*Required work:*
Line by line, transcribe the material shown below exactly.

*Records supplied:*
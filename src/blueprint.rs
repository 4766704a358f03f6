use crate::TileEntry;

/// Patrol route encoded by an enemy tile's semantic code.
/// Codes 257-272 enumerate four path lengths per axis and travel direction.
#[derive(Copy, Clone, Eq, PartialEq, Debug)]
pub struct EnemyBlueprint {
    /// Number of cells the enemy patrols over
    pub path_length: u32,
    pub axis: PatrolAxis,
    /// Whether the enemy spawns at the far end of its route
    pub starts_at_end: bool,
}

#[derive(Copy, Clone, Eq, PartialEq, Debug)]
pub enum PatrolAxis {
    Horizontal,
    Vertical,
}

impl EnemyBlueprint {
    pub fn from_code(code: i32) -> Option<Self> {
        if !(257..=272).contains(&code) {
            return None;
        }
        let offset = (code - 257) as u32;
        let path_length = match offset % 4 {
            0 => 3,
            1 => 4,
            2 => 6,
            _ => 12,
        };
        let (axis, starts_at_end) = match offset / 4 {
            0 => (PatrolAxis::Vertical, false),
            1 => (PatrolAxis::Horizontal, false),
            2 => (PatrolAxis::Horizontal, true),
            _ => (PatrolAxis::Vertical, true),
        };
        Some(Self { path_length, axis, starts_at_end })
    }
}

impl TileEntry {
    /// Decodes this entry's semantic code as an enemy patrol blueprint.
    /// Returns `None` for codes outside the enemy range.
    pub fn blueprint(&self) -> Option<EnemyBlueprint> {
        EnemyBlueprint::from_code(self.semantic_code)
    }
}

*Reply:*
filename src/blueprint.rs
repository 4766704a358f03f6
use crate::TileEntry;

/// Patrol route encoded by an enemy tile's semantic code.
/// Codes 257-272 enumerate four path lengths per axis and travel direction.
#[derive(Copy, Clone, Eq, PartialEq, Debug)]
pub struct EnemyBlueprint {
    /// Number of cells the enemy patrols over
    pub path_length: u32,
    pub axis: PatrolAxis,
    /// Whether the enemy spawns at the far end of its route
    pub starts_at_end: bool,
}

#[derive(Copy, Clone, Eq, PartialEq, Debug)]
pub enum PatrolAxis {
    Horizontal,
    Vertical,
}

impl EnemyBlueprint {
    pub fn from_code(code: i32) -> Option<Self> {
        if !(257..=272).contains(&code) {
            return None;
        }
        let offset = (code - 257) as u32;
        let path_length = match offset % 4 {
            0 => 3,
            1 => 4,
            2 => 6,
            _ => 12,
        };
        let (axis, starts_at_end) = match offset / 4 {
            0 => (PatrolAxis::Vertical, false),
            1 => (PatrolAxis::Horizontal, false),
            2 => (PatrolAxis::Horizontal, true),
            _ => (PatrolAxis::Vertical, true),
        };
        Some(Self { path_length, axis, starts_at_end })
    }
}

impl TileEntry {
    /// Decodes this entry's semantic code as an enemy patrol blueprint.
    /// Returns `None` for codes outside the enemy range.
    pub fn blueprint(&self) -> Option<EnemyBlueprint> {
        EnemyBlueprint::from_code(self.semantic_code)
    }
}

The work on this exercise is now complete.